Would you write out all the records again, exactly?

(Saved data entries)
>>>

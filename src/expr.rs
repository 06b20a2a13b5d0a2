use crate::scanner::Token;
use crate::value::Value;

#[derive(Debug, Clone, PartialEq)]
pub enum Expr {
    Ternary {
        condition: Box<Expr>,
        true_expr: Box<Expr>,
        false_expr: Box<Expr>,
    },
    Assign {
        name: Token,
        value: Box<Expr>,
    },
    Binary {
        left: Box<Expr>,
        operator: Token,
        right: Box<Expr>,
    },
    Call {
        callee: Box<Expr>,
        paren: Token,
        arguments: Vec<Expr>,
    },
    Grouping {
        expression: Box<Expr>,
    },
    Literal {
        value: Value,
    },
    Logical {
        left: Box<Expr>,
        operator: Token,
        right: Box<Expr>,
    },
    Unary {
        operator: Token,
        right: Box<Expr>,
    },
    Variable {
        name: Token,
    },
}

impl Expr {
    pub fn binary(left: Expr, operator: Token, right: Expr) -> Expr {
        Expr::Binary {
            left: Box::new(left),
            operator,
            right: Box::new(right),
        }
    }

    pub fn logical(left: Expr, operator: Token, right: Expr) -> Expr {
        Expr::Logical {
            left: Box::new(left),
            operator,
            right: Box::new(right),
        }
    }

    pub fn literal(value: impl Into<Value>) -> Expr {
        Expr::Literal { value: value.into() }
    }
}

/// Render an expression in fully parenthesized prefix form, e.g. `(* (- 123) (group 45.67))`.
pub fn print_ast(root: &Expr) -> String {
    let mut printed = String::new();
    format_expr(root, &mut printed);
    printed
}

pub(crate) fn format_expr(expr: &Expr, output: &mut String) {
    match expr {
        Expr::Ternary {
            condition,
            true_expr,
            false_expr,
        } => {
            parenthesize("?", &[condition.as_ref(), true_expr.as_ref(), false_expr.as_ref()], output);
        }
        Expr::Assign { name, value } => {
            output.push_str("(= ");
            output.push_str(&name.lexeme);
            output.push(' ');
            format_expr(value, output);
            output.push(')');
        }
        Expr::Binary { left, operator, right } | Expr::Logical { left, operator, right } => {
            parenthesize(&operator.lexeme, &[left.as_ref(), right.as_ref()], output);
        }
        Expr::Call { callee, arguments, .. } => {
            let mut parts: Vec<&Expr> = vec![callee.as_ref()];
            parts.extend(arguments.iter());
            parenthesize("call", &parts, output);
        }
        Expr::Grouping { expression } => {
            parenthesize("group", &[expression.as_ref()], output);
        }
        Expr::Literal { value } => match value {
            Value::String(text) => {
                output.push('"');
                output.push_str(text);
                output.push('"');
            }
            _ => output.push_str(&value.to_string()),
        },
        Expr::Unary { operator, right } => {
            parenthesize(&operator.lexeme, &[right.as_ref()], output);
        }
        Expr::Variable { name } => {
            output.push_str(&name.lexeme);
        }
    }
}

fn parenthesize(name: &str, exprs: &[&Expr], output: &mut String) {
    output.push('(');
    output.push_str(name);
    for expr in exprs {
        output.push(' ');
        format_expr(expr, output);
    }
    output.push(')');
}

<<<

> _Exercise output_
filename src/expr.rs
repository 06b20a2a13b5d0a2
use crate::scanner::Token;
use crate::value::Value;

#[derive(Debug, Clone, PartialEq)]
pub enum Expr {
    Ternary {
        condition: Box<Expr>,
        true_expr: Box<Expr>,
        false_expr: Box<Expr>,
    },
    Assign {
        name: Token,
        value: Box<Expr>,
    },
    Binary {
        left: Box<Expr>,
        operator: Token,
        right: Box<Expr>,
    },
    Call {
        callee: Box<Expr>,
        paren: Token,
        arguments: Vec<Expr>,
    },
    Grouping {
        expression: Box<Expr>,
    },
    Literal {
        value: Value,
    },
    Logical {
        left: Box<Expr>,
        operator: Token,
        right: Box<Expr>,
    },
    Unary {
        operator: Token,
        right: Box<Expr>,
    },
    Variable {
        name: Token,
    },
}

impl Expr {
    pub fn binary(left: Expr, operator: Token, right: Expr) -> Expr {
        Expr::Binary {
            left: Box::new(left),
            operator,
            right: Box::new(right),
        }
    }

    pub fn logical(left: Expr, operator: Token, right: Expr) -> Expr {
        Expr::Logical {
            left: Box::new(left),
            operator,
            right: Box::new(right),
        }
    }

    pub fn literal(value: impl Into<Value>) -> Expr {
        Expr::Literal { value: value.into() }
    }
}

/// Render an expression in fully parenthesized prefix form, e.g. `(* (- 123) (group 45.67))`.
pub fn print_ast(root: &Expr) -> String {
    let mut printed = String::new();
    format_expr(root, &mut printed);
    printed
}

pub(crate) fn format_expr(expr: &Expr, output: &mut String) {
    match expr {
        Expr::Ternary {
            condition,
            true_expr,
            false_expr,
        } => {
            parenthesize("?", &[condition.as_ref(), true_expr.as_ref(), false_expr.as_ref()], output);
        }
        Expr::Assign { name, value } => {
            output.push_str("(= ");
            output.push_str(&name.lexeme);
            output.push(' ');
            format_expr(value, output);
            output.push(')');
        }
        Expr::Binary { left, operator, right } | Expr::Logical { left, operator, right } => {
            parenthesize(&operator.lexeme, &[left.as_ref(), right.as_ref()], output);
        }
        Expr::Call { callee, arguments, .. } => {
            let mut parts: Vec<&Expr> = vec![callee.as_ref()];
            parts.extend(arguments.iter());
            parenthesize("call", &parts, output);
        }
        Expr::Grouping { expression } => {
            parenthesize("group", &[expression.as_ref()], output);
        }
        Expr::Literal { value } => match value {
            Value::String(text) => {
                output.push('"');
                output.push_str(text);
                output.push('"');
            }
            _ => output.push_str(&value.to_string()),
        },
        Expr::Unary { operator, right } => {
            parenthesize(&operator.lexeme, &[right.as_ref()], output);
        }
        Expr::Variable { name } => {
            output.push_str(&name.lexeme);
        }
    }
}

fn parenthesize(name: &str, exprs: &[&Expr], output: &mut String) {
    output.push('(');
    output.push_str(name);
    for expr in exprs {
        output.push(' ');
        format_expr(expr, output);
    }
    output.push(')');
}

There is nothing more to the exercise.